Так это было или не так, спросить сейчас уже не у кого. Времени с тех пор прошло ох как много. Правда, объективные свидетельства о богохульных и благих деяниях и поступках Никиты Юрьевича сохранились. Хорошо известно также и то, что характеристики сановному вельможе многие его современники давали весьма противоречивые.
Близкий приятель Трубецкого, посол России в Париже, поэт А. Д. Кантемир, посвятив ему седьмую сатиру, писал о Трубецком, что «он с нравом честным, тихим соединял совесть чистую». В то же время недолюбливавший Никиту Юрьевича князь Щербатов отмечал умение Трубецкого «необыкновенно искусно льстить государыне и лестью привлекать на свою сторону ее любимца, графа А. Г. Разумовского». Он также считал Никиту Юрьевича «пронырливым, злым и мстительным».
Но, как бы то ни было, Трубецкой был человеком весьма незаурядным. Императрица Елизавета Петровна, естественно, все это знала, но тем не менее, как и ее батюшка Пётр Великий, благоволила и доверяла Никите Юрьевичу. Самые неожиданные поручения давала государыня ему, и он всегда их исправно выполнял. Не раз по ее воле по делам особо важным приходилось князю суд вершить. И был он всегда судьей строгим и беспощадным. Причем не только по отношению к незнакомым ему людям, но даже по отношению к тем, кто способствовал его возвышению.
Особенно наглядно проявились эти качества Трубецкого во время процесса по делу генерал-фельдмаршала Христофора Антоновича Миниха.

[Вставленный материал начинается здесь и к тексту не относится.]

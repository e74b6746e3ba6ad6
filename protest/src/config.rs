//! Run-level configuration.
//!
//! Covers the knobs this engine actually has: a default sample count per
//! non-exhaustible `ForAll`, an optional seed, and the default recursion
//! depth cap for `recursive` domains. There is no shrink-iteration or
//! shrink-timeout knob, since shrinking is out of scope.

use crate::error::ConfigError;

/// Default `n_samples` for a `ForAll` over a non-exhaustible domain.
pub const DEFAULT_N_SAMPLES: usize = 100;

/// Default recursion depth cap for `recursive` domains.
pub const DEFAULT_MAX_DEPTH: usize = 6;

/// Run-wide configuration: the seed to replay with, and the default sample
/// count/recursion depth new quantifier nodes and recursive domains pick up
/// when the caller doesn't override them explicitly.
#[derive(Debug, Clone)]
pub struct TestConfig {
    pub default_n_samples: usize,
    pub default_max_depth: usize,
    pub seed: Option<u64>,
}

impl Default for TestConfig {
    fn default() -> Self {
        Self {
            default_n_samples: DEFAULT_N_SAMPLES,
            default_max_depth: DEFAULT_MAX_DEPTH,
            seed: None,
        }
    }
}

impl TestConfig {
    pub fn new(
        default_n_samples: usize,
        default_max_depth: usize,
        seed: Option<u64>,
    ) -> Result<Self, ConfigError> {
        if default_n_samples == 0 {
            return Err(ConfigError::InvalidIterations(default_n_samples));
        }
        if default_max_depth == 0 {
            return Err(ConfigError::InvalidMaxDepth(default_max_depth));
        }
        Ok(Self {
            default_n_samples,
            default_max_depth,
            seed,
        })
    }

    pub fn validate(&self) -> Result<(), ConfigError> {
        if self.default_n_samples == 0 {
            return Err(ConfigError::InvalidIterations(self.default_n_samples));
        }
        if self.default_max_depth == 0 {
            return Err(ConfigError::InvalidMaxDepth(self.default_max_depth));
        }
        Ok(())
    }

    pub fn with_seed(mut self, seed: u64) -> Self {
        self.seed = Some(seed);
        self
    }

    pub fn with_n_samples(mut self, n: usize) -> Self {
        self.default_n_samples = n;
        self
    }
}
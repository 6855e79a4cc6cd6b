//! Persistent singly-linked list of object references.
//!
//! Prepending allocates one node and shares the existing chain as its tail,
//! so every earlier list value stays valid and unchanged. Nodes are
//! reference-counted and the list is not `Send`.

use std::fmt;
use std::rc::Rc;

use crate::object::ObjectHandle;

struct Node {
    item: ObjectHandle,
    next: Option<Rc<Node>>,
}

/// Prepend-only list of objects.
#[derive(Clone, Default)]
pub struct ObjectList {
    head: Option<Rc<Node>>,
}

impl ObjectList {
    /// Create an empty list.
    pub fn new() -> Self {
        Self::default()
    }

    /// A new list with `item` in front of this one.
    pub fn prepend(&self, item: ObjectHandle) -> ObjectList {
        ObjectList {
            head: Some(Rc::new(Node {
                item,
                next: self.head.clone(),
            })),
        }
    }

    /// Prepend in place; this value becomes the new head.
    pub fn push_front(&mut self, item: ObjectHandle) {
        *self = self.prepend(item);
    }

    /// Returns `true` if `item` (by identity) is on the list.
    pub fn contains(&self, item: ObjectHandle) -> bool {
        self.iter().any(|h| h == item)
    }

    /// The first object, if any.
    pub fn head(&self) -> Option<ObjectHandle> {
        self.head.as_ref().map(|node| node.item)
    }

    /// The list without its first node (shared, not copied).
    pub fn tail(&self) -> ObjectList {
        ObjectList {
            head: self.head.as_ref().and_then(|node| node.next.clone()),
        }
    }

    /// Returns `true` if the list has no nodes.
    pub fn is_empty(&self) -> bool {
        self.head.is_none()
    }

    /// Number of nodes. Walks the whole chain.
    pub fn len(&self) -> usize {
        self.iter().count()
    }

    /// Objects from head to tail.
    pub fn iter(&self) -> Iter<'_> {
        Iter {
            next: self.head.as_deref(),
        }
    }
}

impl Drop for ObjectList {
    // Unlink uniquely owned nodes one by one so long chains do not recurse.
    fn drop(&mut self) {
        let mut next = self.head.take();
        while let Some(node) = next {
            match Rc::try_unwrap(node) {
                Ok(mut node) => next = node.next.take(),
                Err(_) => break,
            }
        }
    }
}

impl fmt::Debug for ObjectList {
    fn fmt(&self, f: &mut fmt::Formatter<'_>) -> fmt::Result {
        f.debug_list().entries(self.iter()).finish()
    }
}

impl<'a> IntoIterator for &'a ObjectList {
    type Item = ObjectHandle;
    type IntoIter = Iter<'a>;

    fn into_iter(self) -> Self::IntoIter {
        self.iter()
    }
}

/// Iterator over an [`ObjectList`].
pub struct Iter<'a> {
    next: Option<&'a Node>,
}

impl Iterator for Iter<'_> {
    type Item = ObjectHandle;

    fn next(&mut self) -> Option<Self::Item> {
        self.next.map(|node| {
            self.next = node.next.as_deref();
            node.item
        })
    }
}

Уроженец германского города Берне Нойенхунторфа, Миних в молодости служил в немецких, французских и польских войсках, достиг чина генерал-майора. В 1721 году встал под знамена Петра I. По приказу императора Миних, уже генерал-лейтенант, вначале занимался сооружением Ладожского канала, затем был генерал-губернатором Петербурга, Ингерманландии, Карелии и Финляндии, президентом военной коллегии. В 1728 году он получил титул графа, а спустя четыре года был произведен в генерал-фельдмаршалы. Во время Русско-турецкой войны 1736–1739 годов Миних стоял во главе российской армии. Именно под его командованием русские войска овладели крепостями Очаков (1737 год) и Хотин (1739 год). Послужной список графа Миниха свидетельствовал о его незаурядных способностях и таланте военачальника. Но это был очень жесткий и беспощадный человек, не жалевший людей. Даже представители царской фамилии боялись его.

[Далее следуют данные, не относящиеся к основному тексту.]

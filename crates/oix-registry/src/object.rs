//! Indexed objects and their type-specific payloads.

use oix_store::EntryMode;
use oix_types::{ObjectId, ObjectKind};

/// Identity of an object within one [`ObjectRegistry`](crate::ObjectRegistry).
///
/// Two handles from the same registry are equal exactly when they name the
/// same object. Handles index the registry's arena and are never reused.
#[repr(transparent)]
#[derive(Clone, Copy, Debug, PartialEq, Eq, Hash, PartialOrd, Ord)]
pub struct ObjectHandle(u32);

impl ObjectHandle {
    /// # Panics
    ///
    /// Panics if `index` does not fit in 32 bits.
    pub(crate) fn new(index: usize) -> Self {
        Self(u32::try_from(index).expect("object arena exceeds u32 handles"))
    }

    /// Position of the object in the registry's arena.
    pub fn index(self) -> usize {
        self.0 as usize
    }
}

/// A commit: its root tree, parent commits, and the retained raw buffer.
#[derive(Clone, Debug, PartialEq, Eq)]
pub struct CommitData {
    pub tree: ObjectHandle,
    pub parents: Vec<ObjectHandle>,
    pub author: String,
    pub message: String,
    /// The content the commit was parsed from, once handed over.
    pub buffer: Option<Vec<u8>>,
}

/// One resolved tree entry.
#[derive(Clone, Debug, PartialEq, Eq)]
pub struct TreeItem {
    pub mode: EntryMode,
    pub name: String,
    pub object: ObjectHandle,
}

/// A tree: its entries and the buffer they were parsed from.
#[derive(Clone, Debug, PartialEq, Eq)]
pub struct TreeData {
    pub entries: Vec<TreeItem>,
    pub buffer: Option<Vec<u8>>,
}

/// An annotated tag.
#[derive(Clone, Debug, PartialEq, Eq)]
pub struct TagData {
    pub target: ObjectHandle,
    pub target_kind: ObjectKind,
    pub name: String,
    pub message: String,
}

/// Type-specific data attached to an object once its content is known.
#[derive(Clone, Debug, Default, PartialEq, Eq)]
pub enum Payload {
    /// Nothing materialized yet.
    #[default]
    Empty,
    Commit(CommitData),
    Tree(TreeData),
    /// Blobs carry no structure.
    Blob,
    Tag(TagData),
}

impl Payload {
    /// The kind this payload belongs to; `None` for [`Payload::Empty`].
    pub fn kind(&self) -> ObjectKind {
        match self {
            Self::Empty => ObjectKind::None,
            Self::Commit(_) => ObjectKind::Commit,
            Self::Tree(_) => ObjectKind::Tree,
            Self::Blob => ObjectKind::Blob,
            Self::Tag(_) => ObjectKind::Tag,
        }
    }

    /// Returns `true` for [`Payload::Empty`].
    pub fn is_empty(&self) -> bool {
        matches!(self, Self::Empty)
    }
}

/// An indexed object.
///
/// `id`, `kind`, `parsed` and the payload are owned by the registry and only
/// change through it. `used` and `flags` belong to graph-walking code; the
/// registry never reads them.
#[derive(Clone, Debug, PartialEq, Eq)]
pub struct Object {
    id: ObjectId,
    kind: ObjectKind,
    parsed: bool,
    /// Generic mark bit for graph walks.
    pub used: bool,
    /// Bits reserved for graph walks.
    pub flags: u32,
    payload: Payload,
}

impl Object {
    pub(crate) fn new(id: ObjectId, kind: ObjectKind) -> Self {
        Self {
            id,
            kind,
            parsed: false,
            used: false,
            flags: 0,
            payload: Payload::Empty,
        }
    }

    pub(crate) fn placeholder(id: ObjectId) -> Self {
        Self::new(id, ObjectKind::None)
    }

    /// The object's content hash.
    pub fn id(&self) -> &ObjectId {
        &self.id
    }

    /// The object's kind; `ObjectKind::None` while it is a placeholder.
    pub fn kind(&self) -> ObjectKind {
        self.kind
    }

    /// Returns `true` once content has been validated and attached.
    pub fn is_parsed(&self) -> bool {
        self.parsed
    }

    /// Returns `true` while the kind is still unknown.
    pub fn is_placeholder(&self) -> bool {
        self.kind == ObjectKind::None
    }

    /// Type-specific data.
    pub fn payload(&self) -> &Payload {
        &self.payload
    }

    /// Commit data, if this is a parsed commit.
    pub fn as_commit(&self) -> Option<&CommitData> {
        match &self.payload {
            Payload::Commit(c) => Some(c),
            _ => None,
        }
    }

    /// Tree data, if this is a parsed tree.
    pub fn as_tree(&self) -> Option<&TreeData> {
        match &self.payload {
            Payload::Tree(t) => Some(t),
            _ => None,
        }
    }

    /// Tag data, if this is a parsed tag.
    pub fn as_tag(&self) -> Option<&TagData> {
        match &self.payload {
            Payload::Tag(t) => Some(t),
            _ => None,
        }
    }

    /// Give a placeholder its kind. Concrete kinds are never overwritten.
    pub(crate) fn resolve_kind(&mut self, kind: ObjectKind) {
        if self.kind == ObjectKind::None {
            self.kind = kind;
        }
    }

    /// Undo a kind given for a parse that then failed.
    pub(crate) fn revert_to_placeholder(&mut self) {
        debug_assert!(!self.parsed, "object {} reverted after parsing", self.id);
        self.kind = ObjectKind::None;
    }

    /// Attach materialized content and mark the object parsed.
    pub(crate) fn materialize(&mut self, payload: Payload) {
        debug_assert!(!self.parsed, "object {} parsed twice", self.id);
        self.payload = payload;
        self.parsed = true;
    }

    pub(crate) fn payload_mut(&mut self) -> &mut Payload {
        &mut self.payload
    }
}
use oix_types::ObjectId;

/// Errors from object store operations.
#[derive(Debug, thiserror::Error)]
pub enum StoreError {
    /// The requested object was not found.
    #[error("object not found: {0}")]
    NotFound(ObjectId),

    /// Serialization or deserialization failure.
    #[error("serialization error: {0}")]
    Serialization(String),

    /// Attempted to write an object whose ID is null.
    #[error("cannot store object with null ID")]
    NullObjectId,
}

/// Result alias for store operations.
pub type StoreResult<T> = Result<T, StoreError>;
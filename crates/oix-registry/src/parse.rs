//! Kind-specific parsers.
//!
//! Each parser decodes its content record, registers the objects the record
//! refers to (with the kind the reference implies), and attaches the result
//! to the object. Objects that are already parsed are not decoded again.

use oix_store::{CommitRecord, EntryMode, TagRecord, TreeRecord};
use oix_types::{ObjectId, ObjectKind};

use crate::error::{ParseFailure, ParseResult};
use crate::object::{CommitData, ObjectHandle, Payload, TagData, TreeData, TreeItem};
use crate::registry::{BufferDisposition, ObjectRegistry};

fn corrupt(id: ObjectId, kind: ObjectKind, reason: impl ToString) -> ParseFailure {
    ParseFailure::Corrupt {
        id,
        kind,
        reason: reason.to_string(),
    }
}

impl ObjectRegistry {
    /// Commits keep the buffer whenever none is attached yet.
    pub(crate) fn parse_commit(
        &mut self,
        handle: ObjectHandle,
        buffer: Vec<u8>,
    ) -> ParseResult<BufferDisposition> {
        if !self.get(handle).is_parsed() {
            let id = *self.get(handle).id();
            let record = CommitRecord::decode(&buffer)
                .map_err(|e| corrupt(id, ObjectKind::Commit, e))?;
            let tree = self.lookup_typed(record.tree, ObjectKind::Tree)?;
            let parents = record
                .parents
                .iter()
                .map(|parent| self.lookup_typed(*parent, ObjectKind::Commit))
                .collect::<ParseResult<Vec<_>>>()?;
            self.get_mut(handle).materialize(Payload::Commit(CommitData {
                tree,
                parents,
                author: record.author,
                message: record.message,
                buffer: None,
            }));
        }

        match self.get_mut(handle).payload_mut() {
            Payload::Commit(commit) if commit.buffer.is_none() => {
                commit.buffer = Some(buffer);
                Ok(BufferDisposition::Consumed)
            }
            _ => Ok(BufferDisposition::NotConsumed(buffer)),
        }
    }

    /// Trees keep the buffer only when this call is the one that parses them.
    pub(crate) fn parse_tree(
        &mut self,
        handle: ObjectHandle,
        buffer: Vec<u8>,
    ) -> ParseResult<BufferDisposition> {
        if self.get(handle).is_parsed() {
            return Ok(BufferDisposition::NotConsumed(buffer));
        }
        let id = *self.get(handle).id();
        let record = TreeRecord::decode(&buffer).map_err(|e| corrupt(id, ObjectKind::Tree, e))?;

        let mut entries = Vec::with_capacity(record.entries.len());
        for entry in record.entries {
            if entry.mode == EntryMode::Invalid {
                return Err(corrupt(
                    id,
                    ObjectKind::Tree,
                    format!("entry {:?} has no mode", entry.name),
                ));
            }
            let object = self.lookup_typed(entry.object_id, entry.mode.object_kind())?;
            entries.push(TreeItem {
                mode: entry.mode,
                name: entry.name,
                object,
            });
        }

        self.get_mut(handle).materialize(Payload::Tree(TreeData {
            entries,
            buffer: Some(buffer),
        }));
        Ok(BufferDisposition::Consumed)
    }

    pub(crate) fn parse_blob(&mut self, handle: ObjectHandle, buffer: Vec<u8>) -> BufferDisposition {
        let obj = self.get_mut(handle);
        if !obj.is_parsed() {
            obj.materialize(Payload::Blob);
        }
        BufferDisposition::NotConsumed(buffer)
    }

    pub(crate) fn parse_tag(
        &mut self,
        handle: ObjectHandle,
        buffer: Vec<u8>,
    ) -> ParseResult<BufferDisposition> {
        if !self.get(handle).is_parsed() {
            let id = *self.get(handle).id();
            let record = TagRecord::decode(&buffer).map_err(|e| corrupt(id, ObjectKind::Tag, e))?;
            if !record.target_kind.is_concrete() {
                return Err(corrupt(id, ObjectKind::Tag, "tag target has no kind"));
            }
            let target = self.lookup_typed(record.target, record.target_kind)?;
            self.get_mut(handle).materialize(Payload::Tag(TagData {
                target,
                target_kind: record.target_kind,
                name: record.name,
                message: record.message,
            }));
        }
        Ok(BufferDisposition::NotConsumed(buffer))
    }
}
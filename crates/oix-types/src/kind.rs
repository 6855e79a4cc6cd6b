use std::fmt;
use std::str::FromStr;

use serde::{Deserialize, Serialize};

use crate::error::TypeError;

/// The kind of an indexed object.
///
/// The numeric codes are fixed: they are the type codes the content store
/// reports alongside fetched content.
#[derive(Clone, Copy, Debug, Default, PartialEq, Eq, Hash, Serialize, Deserialize)]
#[serde(rename_all = "lowercase")]
#[repr(u8)]
pub enum ObjectKind {
    /// Placeholder: the object is referenced but its content is not known yet.
    #[default]
    None = 0,
    /// A commit: root tree, parents, and message.
    Commit = 1,
    /// Directory listing: entries mapping names to object references.
    Tree = 2,
    /// Raw content.
    Blob = 3,
    /// Annotated tag pointing at another object.
    Tag = 4,
}

impl ObjectKind {
    /// The four concrete kinds, in code order.
    pub const CONCRETE: [ObjectKind; 4] = [Self::Commit, Self::Tree, Self::Blob, Self::Tag];

    /// Numeric type code.
    pub fn code(self) -> u8 {
        self as u8
    }

    /// Map a type code back to a kind. Unknown codes yield `None` (the
    /// `Option`, not the placeholder kind).
    pub fn from_code(code: u8) -> Option<Self> {
        match code {
            0 => Some(Self::None),
            1 => Some(Self::Commit),
            2 => Some(Self::Tree),
            3 => Some(Self::Blob),
            4 => Some(Self::Tag),
            _ => None,
        }
    }

    /// Returns `true` for every kind except the `None` placeholder.
    pub fn is_concrete(self) -> bool {
        self != Self::None
    }
}

/// Canonical name of a kind; `None` for the placeholder kind.
pub fn typename(kind: ObjectKind) -> Option<&'static str> {
    match kind {
        ObjectKind::None => None,
        ObjectKind::Commit => Some("commit"),
        ObjectKind::Tree => Some("tree"),
        ObjectKind::Blob => Some("blob"),
        ObjectKind::Tag => Some("tag"),
    }
}

/// Map a canonical name to its kind.
///
/// # Panics
///
/// An unrecognized name means corrupted data or a programming error, and
/// is fatal. Use [`ObjectKind::from_str`] to handle it as an error instead.
pub fn kind_from_name(name: &str) -> ObjectKind {
    match name.parse() {
        Ok(kind) => kind,
        Err(e) => panic!("{e}"),
    }
}

impl FromStr for ObjectKind {
    type Err = TypeError;

    fn from_str(s: &str) -> Result<Self, Self::Err> {
        Self::CONCRETE
            .into_iter()
            .find(|k| typename(*k) == Some(s))
            .ok_or_else(|| TypeError::UnknownTypeName(s.to_string()))
    }
}

impl fmt::Display for ObjectKind {
    fn fmt(&self, f: &mut fmt::Formatter<'_>) -> fmt::Result {
        write!(f, "{}", typename(*self).unwrap_or("none"))
    }
}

Судьба свела Трубецкого с Минихом во время Турецкой кампании. Тогда Никита Юрьевич выполнял при армии интендантские обязанности в звании генерал-кригскомиссара. Особых лавров эта служба ему не принесла. Более того, он чуть было не угодил под суд за нерасторопность и растрату казенных денег. Дело происходило следующим образом.
В 1736 году, готовясь к осаде Азова, фельдмаршал Миних поручил Трубецкому обеспечить доставку провианта в армию, которая в то время терпела великую нужду. Однако продовольствие и воинское снаряжение вовремя не подоспели. Поход оказался неудачным, и в Крыму Миних потерял почти половину своей армии. Фельдмаршалу пришлось оправдываться перед императрицей Анной Иоанновной: дескать, в Крыму «жаркий климат и дурная степная вода». При этом он умолчал, что даже в таких условиях солдаты получали «уменьшенную порцию» довольствия. Таким образом Миних выгородил генерал-кригскомиссара Трубецкого, более того, он даже охарактеризовал его как человека «прилежного», «весьма надежного и исправного в исполнении всех приказаний».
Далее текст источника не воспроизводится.